In the entries that follow, find the line containing "Arc<WorkerManager>, socket_dir: Option<PathBuf>)", then output exactly every line from the first through that one.

== Input data ==

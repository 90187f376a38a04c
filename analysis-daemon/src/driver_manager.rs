//! Lifecycle of the database driver worker.

use crate::client::{ClientConfig, DatabaseClient};
use crate::error::SupervisorError;
use crate::ipc::is_listening;
use crate::lifecycle::{WorkerManager, WorkerStatus};
use crate::socket_path::{driver_socket_path, remove_socket_file, validate_socket_path};
use crate::worker::{DriverConfig, StopSummary, WorkerConfig, WorkerKind, WorkerStartResult};
use std::path::{Path, PathBuf};
use std::sync::Arc;
use std::time::Duration;
use tracing::{info, warn};

pub struct DriverManager {
    workers: Arc<WorkerManager>,
    socket_dir: Option<PathBuf>,
}

impl DriverManager {
    pub fn new(workers: Arc<WorkerManager>, socket_dir: Option<PathBuf>) -> Self {
        Self {
            workers,
            socket_dir,
        }
    }

    /// Socket the driver for `storage_path` listens on.
    pub fn socket_path_for(&self, storage_path: &Path) -> PathBuf {
        driver_socket_path(storage_path, self.socket_dir.as_deref())
    }

    /// Fill in the socket path and check the parts of `config` that would
    /// otherwise only fail inside the spawned driver.
    pub fn prepare(&self, mut config: DriverConfig) -> Result<DriverConfig, SupervisorError> {
        if config.driver_type != "sqlite" {
            return Err(SupervisorError::invalid_config(format!(
                "unsupported driver_type {:?}",
                config.driver_type
            )));
        }
        if config.queue_capacity == 0 {
            return Err(SupervisorError::invalid_config(
                "queue_capacity must be at least 1",
            ));
        }
        let socket = match config.socket_path.take() {
            Some(socket) => socket,
            None => self.socket_path_for(&config.storage_path),
        };
        validate_socket_path(&socket)
            .map_err(|e| SupervisorError::invalid_config(e.to_string()))?;
        config.socket_path = Some(socket);
        Ok(config)
    }

    pub async fn start(&self, config: DriverConfig) -> Result<WorkerStartResult, SupervisorError> {
        let config = self.prepare(config)?;
        let socket = config.effective_socket_path();

        if is_listening(&socket, Duration::from_millis(500)).await {
            // One driver per socket, whether or not this supervisor started it
            let status = self
                .workers
                .status(&WorkerConfig::DatabaseDriver(config.clone()))
                .await;
            let pid = status.pid_file_pid.filter(|_| status.pid_file_alive);
            info!("A database driver is already serving {:?} (PID {:?})", socket, pid);
            return Ok(WorkerStartResult::failed(
                WorkerKind::DatabaseDriver,
                pid,
                format!("a database driver is already serving {}", socket.display()),
            ));
        }

        Ok(self.workers.start(WorkerConfig::DatabaseDriver(config)).await)
    }

    /// Stop the driver, then remove its socket file if nothing listens on it.
    pub async fn stop(&self, timeout: Duration) -> StopSummary {
        let sockets: Vec<PathBuf> = self
            .workers
            .registry()
            .get(WorkerKind::DatabaseDriver)
            .into_iter()
            .filter_map(|record| record.socket_path)
            .collect();

        let summary = self.workers.stop(WorkerKind::DatabaseDriver, timeout).await;

        for socket in sockets {
            if socket.exists() && !is_listening(&socket, Duration::from_millis(200)).await {
                info!("Removing leftover driver socket {:?}", socket);
                if let Err(e) = remove_socket_file(&socket) {
                    warn!("Failed to remove leftover driver socket {:?}: {}", socket, e);
                }
            }
        }
        summary
    }

    pub async fn restart(
        &self,
        config: DriverConfig,
        timeout: Duration,
    ) -> Result<WorkerStartResult, SupervisorError> {
        let config = self.prepare(config)?;
        self.stop(timeout).await;
        Ok(self.workers.start(WorkerConfig::DatabaseDriver(config)).await)
    }

    pub async fn status(&self, config: &DriverConfig) -> Result<WorkerStatus, SupervisorError> {
        let config = self.prepare(config.clone())?;
        Ok(self.workers.status(&WorkerConfig::DatabaseDriver(config)).await)
    }

    /// Whether the driver for `config` answers a ping.
    pub async fn is_responsive(&self, config: &DriverConfig) -> bool {
        let socket = match &config.socket_path {
            Some(socket) => socket.clone(),
            None => self.socket_path_for(&config.storage_path),
        };
        let client_config = ClientConfig {
            connect_timeout: Duration::from_millis(500),
            request_timeout: Duration::from_secs(2),
        };
        match DatabaseClient::connect_with(&socket, client_config).await {
            Ok(mut client) => client.ping().await.is_ok(),
            Err(_) => false,
        }
    }
}

#[cfg(test)]
mod tests {
    use super::*;
    use crate::launcher::ExecutableLauncher;
    use crate::lifecycle::LifecycleSettings;
    use crate::liveness::SystemProbe;
    use crate::registry::WorkerRegistry;
    use crate::worker::WorkerRecord;
    use tempfile::tempdir;

    fn manager(dir: &Path, socket_dir: Option<PathBuf>) -> DriverManager {
        let workers = WorkerManager::new(
            Arc::new(WorkerRegistry::new()),
            Arc::new(SystemProbe::new()),
            Arc::new(ExecutableLauncher::new("/bin/false")),
            LifecycleSettings::new(dir.join("run")),
        );
        DriverManager::new(Arc::new(workers), socket_dir)
    }

    #[test]
    fn test_prepare_derives_socket_path() {
        let dir = tempdir().unwrap();
        let manager = manager(dir.path(), None);
        let storage = dir.path().join("data").join("code_analysis.db");
        let config = manager.prepare(DriverConfig::sqlite(&storage)).unwrap();
        assert_eq!(
            config.socket_path,
            Some(dir.path().join("data").join("code_analysis_driver.sock"))
        );
    }

    #[test]
    fn test_prepare_uses_socket_dir() {
        let dir = tempdir().unwrap();
        let sockets = dir.path().join("sockets");
        let manager = manager(dir.path(), Some(sockets.clone()));
        let config = manager
            .prepare(DriverConfig::sqlite(dir.path().join("code_analysis.db")))
            .unwrap();
        assert!(config.socket_path.unwrap().starts_with(&sockets));
    }

    #[test]
    fn test_prepare_rejects_bad_config() {
        let dir = tempdir().unwrap();
        let manager = manager(dir.path(), None);

        let mut config = DriverConfig::sqlite(dir.path().join("code_analysis.db"));
        config.driver_type = "mysql".to_string();
        assert!(matches!(
            manager.prepare(config),
            Err(SupervisorError::InvalidConfig { .. })
        ));

        let mut config = DriverConfig::sqlite(dir.path().join("code_analysis.db"));
        config.queue_capacity = 0;
        assert!(manager.prepare(config).is_err());
    }

    #[tokio::test]
    async fn test_stop_without_driver() {
        let dir = tempdir().unwrap();
        let manager = manager(dir.path(), None);
        let summary = manager.stop(Duration::from_secs(1)).await;
        assert_eq!(summary, StopSummary::default());
    }

    fn register_driver(manager: &DriverManager, socket: &Path) {
        manager.workers.registry().register(
            WorkerKind::DatabaseDriver,
            WorkerRecord::new(WorkerKind::DatabaseDriver, "database_driver", None)
                .with_socket_path(socket.to_path_buf()),
        );
    }

    #[tokio::test]
    async fn test_stop_removes_leftover_socket() {
        let dir = tempdir().unwrap();
        let manager = manager(dir.path(), None);
        let socket = dir.path().join("code_analysis_driver.sock");
        {
            // Dropping a std listener leaves the socket file behind
            let _listener = std::os::unix::net::UnixListener::bind(&socket).unwrap();
        }
        register_driver(&manager, &socket);

        let summary = manager.stop(Duration::from_secs(1)).await;
        assert_eq!((summary.stopped, summary.failed), (1, 0));
        assert!(!socket.exists());
    }

    #[tokio::test]
    async fn test_stop_survives_unremovable_socket_path() {
        let dir = tempdir().unwrap();
        let manager = manager(dir.path(), None);
        // A directory where the socket should be: removal fails, stop carries on
        let socket = dir.path().join("code_analysis_driver.sock");
        std::fs::create_dir_all(socket.join("inner")).unwrap();
        register_driver(&manager, &socket);

        let summary = manager.stop(Duration::from_secs(1)).await;
        assert_eq!((summary.stopped, summary.failed), (1, 0));
        assert!(socket.is_dir());
        assert!(manager.workers.registry().is_empty());
    }
}
use anyhow::{anyhow, Context, Result};
use colored::*;
use serde_json::{json, Value};
use std::sync::Arc;
use std::time::Duration;
use tracing::{info, warn};

use crate::cli::Commands;
use analysis_daemon::lifecycle::WorkerStatus;
use analysis_daemon::logging::install_crash_hook;
use analysis_daemon::{
    ClientConfig, DatabaseClient, ExecutableLauncher, StopSummary, Supervisor, WorkerConfig,
    WorkerKind, WorkerStartResult,
};
use code_analysis::config::SupervisorConfig;

/// Handles the supervisor-side commands of the CLI.
pub struct ServerManager {
    config: SupervisorConfig,
    supervisor: Supervisor,
}

impl ServerManager {
    pub fn new(config: SupervisorConfig) -> Result<Self> {
        let launcher = match &config.worker_program {
            Some(program) => ExecutableLauncher::new(program),
            None => ExecutableLauncher::current_exe()
                .context("Failed to locate the executable to launch workers from")?,
        };
        let launcher =
            launcher.with_base_args(["--log-level".to_string(), config.log_level.clone()]);
        let supervisor = Supervisor::new(
            config.lifecycle_settings(),
            config.socket_dir.clone(),
            Arc::new(launcher),
        );
        Ok(Self { config, supervisor })
    }

    pub async fn handle_command(&self, command: &Commands) -> Result<()> {
        match command {
            Commands::Start { kinds } => self.start(kinds).await,
            Commands::Stop { kinds, timeout } => self.stop(kinds, *timeout).await,
            Commands::Restart { kinds, timeout } => self.restart(kinds, *timeout).await,
            Commands::Status { format } => self.show_status(format).await,
            Commands::Serve => self.serve().await,
            Commands::Query { sql, params } => self.query(sql, params).await,
            Commands::Driver { .. } | Commands::Worker { .. } => Err(anyhow!(
                "worker entry points are handled before the supervisor starts"
            )),
        }
    }

    fn timeout(&self, secs: Option<u64>) -> Duration {
        secs.map(Duration::from_secs)
            .unwrap_or_else(|| self.config.stop_timeout())
    }

    async fn start_one(&self, config: WorkerConfig) -> Result<WorkerStartResult> {
        match config {
            WorkerConfig::DatabaseDriver(driver) => Ok(self.supervisor.driver().start(driver).await?),
            other => Ok(self.supervisor.workers().start(other).await),
        }
    }

    /// Register workers a previous invocation left running, so they can be
    /// stopped or inspected from here.
    async fn adopt(&self, configs: &[WorkerConfig]) {
        for config in configs {
            if let Some(pid) = self.supervisor.workers().adopt(config).await {
                info!("Found running {} (PID {})", config.kind(), pid);
            }
        }
    }

    async fn stop_kinds(&self, kinds: &[WorkerKind], timeout: Duration) -> StopSummary {
        let mut summary = StopSummary::default();
        let configs = self.config.worker_configs(kinds);
        // Reverse boot order: everything else, then the driver
        for config in configs.iter().rev() {
            let result = match config.kind() {
                WorkerKind::DatabaseDriver => self.supervisor.driver().stop(timeout).await,
                kind => self.supervisor.workers().stop(kind, timeout).await,
            };
            summary.merge(result);
        }
        summary
    }

    async fn start(&self, kinds: &[WorkerKind]) -> Result<()> {
        let mut failed = 0;
        for config in self.config.worker_configs(kinds) {
            let result = self.start_one(config).await?;
            if !result.success && result.pid.is_none() {
                failed += 1;
            }
            println!("{}", serde_json::to_string(&result)?);
        }
        if failed > 0 {
            return Err(anyhow!("{} worker(s) failed to start", failed));
        }
        Ok(())
    }

    async fn stop(&self, kinds: &[WorkerKind], timeout: Option<u64>) -> Result<()> {
        let configs = self.config.worker_configs(kinds);
        self.adopt(&configs).await;

        let summary = self.stop_kinds(kinds, self.timeout(timeout)).await;
        println!("{}", serde_json::to_string(&summary)?);
        if !summary.is_clean() {
            return Err(anyhow!(
                "{} worker(s) could not be stopped: {}",
                summary.failed,
                summary.errors.join("; ")
            ));
        }
        Ok(())
    }

    async fn restart(&self, kinds: &[WorkerKind], timeout: Option<u64>) -> Result<()> {
        let configs = self.config.worker_configs(kinds);
        self.adopt(&configs).await;

        let timeout = self.timeout(timeout);
        let mut failed = 0;
        for config in configs {
            let result = match config {
                WorkerConfig::DatabaseDriver(driver) => {
                    self.supervisor.driver().restart(driver, timeout).await?
                }
                other => self.supervisor.workers().restart(other, timeout).await,
            };
            if !result.success {
                failed += 1;
            }
            println!("{}", serde_json::to_string(&result)?);
        }
        if failed > 0 {
            return Err(anyhow!("{} worker(s) failed to restart", failed));
        }
        Ok(())
    }

    /// Ask the driver for its own view (queue depth, uptime).
    async fn driver_rpc_status(&self) -> Option<serde_json::Map<String, Value>> {
        let client_config = ClientConfig {
            connect_timeout: Duration::from_millis(500),
            request_timeout: Duration::from_secs(2),
        };
        let mut client =
            DatabaseClient::connect_with(self.config.driver_socket_path(), client_config)
                .await
                .ok()?;
        client.status().await.ok()
    }

    async fn show_status(&self, format: &str) -> Result<()> {
        let configs = self.config.worker_configs(&[]);
        self.adopt(&configs).await;

        let mut statuses: Vec<WorkerStatus> = Vec::new();
        for config in &configs {
            statuses.push(match config {
                WorkerConfig::DatabaseDriver(driver) => {
                    self.supervisor.driver().status(driver).await?
                }
                other => self.supervisor.workers().status(other).await,
            });
        }
        let driver = self.driver_rpc_status().await;

        match format {
            "json" => {
                let json_output = json!({
                    "project_root": self.config.project_root,
                    "storage_path": self.config.storage_path,
                    "socket_path": self.config.driver_socket_path(),
                    "workers": statuses,
                    "driver": driver,
                });
                println!("{}", serde_json::to_string_pretty(&json_output)?);
            }
            _ => self.print_status_text(&statuses, driver.as_ref()),
        }
        Ok(())
    }

    fn print_status_text(
        &self,
        statuses: &[WorkerStatus],
        driver: Option<&serde_json::Map<String, Value>>,
    ) {
        println!("{}", "Code Analysis Server Status".bold().green());
        println!(
            "  {} {}",
            "Project:".bold(),
            self.config.project_root.display().to_string().cyan()
        );
        println!(
            "  {} {}",
            "Storage:".bold(),
            self.config.storage_path.display().to_string().cyan()
        );
        println!(
            "  {} {}",
            "Socket:".bold(),
            self.config.driver_socket_path().display().to_string().dimmed()
        );

        println!("\n{}", "Workers:".bold());
        for status in statuses {
            let state = if status.is_running() {
                "running".green()
            } else {
                "stopped".red()
            };
            let pid = status
                .instances
                .iter()
                .find(|i| i.alive)
                .and_then(|i| i.pid)
                .or(status.pid_file_pid.filter(|_| status.pid_file_alive));
            match pid {
                Some(pid) => println!("  {:<18} {} (PID {})", status.kind.as_str(), state, pid),
                None => println!("  {:<18} {}", status.kind.as_str(), state),
            }
            if !status.pid_file_alive {
                if let Some(stale) = status.pid_file_pid {
                    println!(
                        "    {} PID file names PID {} which is not running",
                        "stale:".yellow(),
                        stale
                    );
                }
            }
            if let Some(lock) = &status.lock {
                println!(
                    "    {} PID {} on {} since {}",
                    "lock:".bold(),
                    lock.pid,
                    lock.hostname,
                    lock.created_at.to_rfc3339()
                );
                if let Some(reason) = &status.lock_stale {
                    println!("    {} {}", "stale lock:".yellow(), reason);
                }
            }
        }

        match driver {
            Some(driver) => {
                println!("\n{}", "Database Driver:".bold());
                for key in ["queue_capacity", "pending", "requests_served", "uptime_secs"] {
                    if let Some(value) = driver.get(key) {
                        println!("  {:<16} {}", format!("{key}:"), value);
                    }
                }
            }
            None => println!("\n{}", "Database driver is not responding".yellow()),
        }
    }

    /// Take over workers left running by an earlier invocation, then start
    /// whatever is missing. Adopted workers report `success = false` with
    /// their PID and are supervised like freshly started ones.
    async fn boot(&self, kinds: &[WorkerKind]) -> Result<Vec<WorkerStartResult>> {
        let configs = self.config.worker_configs(kinds);
        self.adopt(&configs).await;

        let mut results = Vec::with_capacity(configs.len());
        for config in configs {
            results.push(self.start_one(config).await?);
        }
        Ok(results)
    }

    async fn serve(&self) -> Result<()> {
        let crash_log = install_crash_hook(&self.config.log_dir, "code-analysis supervisor");
        info!("Crash reports go to {}", crash_log.display());

        for result in self.boot(&[]).await? {
            println!("{}", serde_json::to_string(&result)?);
        }

        let interval = self.config.monitor_interval();
        self.supervisor.monitor().start_monitoring(interval);
        eprintln!(
            "{} (monitor every {}s, Ctrl-C to stop)",
            "Code analysis server running".green(),
            interval.as_secs()
        );

        wait_for_shutdown_signal().await?;

        let summary = self.supervisor.shutdown(self.config.stop_timeout()).await;
        println!("{}", serde_json::to_string(&summary)?);
        if !summary.is_clean() {
            warn!("Shutdown left {} worker(s) running", summary.failed);
        }
        Ok(())
    }

    async fn query(&self, sql: &str, params: &[String]) -> Result<()> {
        let mut client = DatabaseClient::for_storage(
            &self.config.storage_path,
            self.config.socket_dir.as_deref(),
        )
        .await?;
        let params = params.iter().map(String::as_str).map(parse_param).collect();
        let rows = client.execute(sql, params).await?;
        println!("{}", serde_json::to_string_pretty(&rows)?);
        Ok(())
    }
}

/// A CLI parameter as a JSON value: numbers, booleans, null, arrays and
/// objects parse as JSON, anything else is a plain string.
pub fn parse_param(raw: &str) -> Value {
    match serde_json::from_str::<Value>(raw) {
        Ok(Value::String(_)) | Err(_) => Value::String(raw.to_string()),
        Ok(value) => value,
    }
}

async fn wait_for_shutdown_signal() -> Result<()> {
    use tokio::signal::unix::{signal, SignalKind};
    let mut sigterm = signal(SignalKind::terminate())?;
    tokio::select! {
        result = tokio::signal::ctrl_c() => result?,
        _ = sigterm.recv() => {}
    }
    info!("Shutdown requested, stopping workers");
    Ok(())
}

===

**Reply to the task**.
repository 90187f376a38a04c
filename analysis-daemon/src/driver_manager.rs
//! Lifecycle of the database driver worker.

use crate::client::{ClientConfig, DatabaseClient};
use crate::error::SupervisorError;
use crate::ipc::is_listening;
use crate::lifecycle::{WorkerManager, WorkerStatus};
use crate::socket_path::{driver_socket_path, remove_socket_file, validate_socket_path};
use crate::worker::{DriverConfig, StopSummary, WorkerConfig, WorkerKind, WorkerStartResult};
use std::path::{Path, PathBuf};
use std::sync::Arc;
use std::time::Duration;
use tracing::{info, warn};

pub struct DriverManager {
    workers: Arc<WorkerManager>,
    socket_dir: Option<PathBuf>,
}

impl DriverManager {
    pub fn new(workers: Arc<WorkerManager>, socket_dir: Option<PathBuf>) -> Self {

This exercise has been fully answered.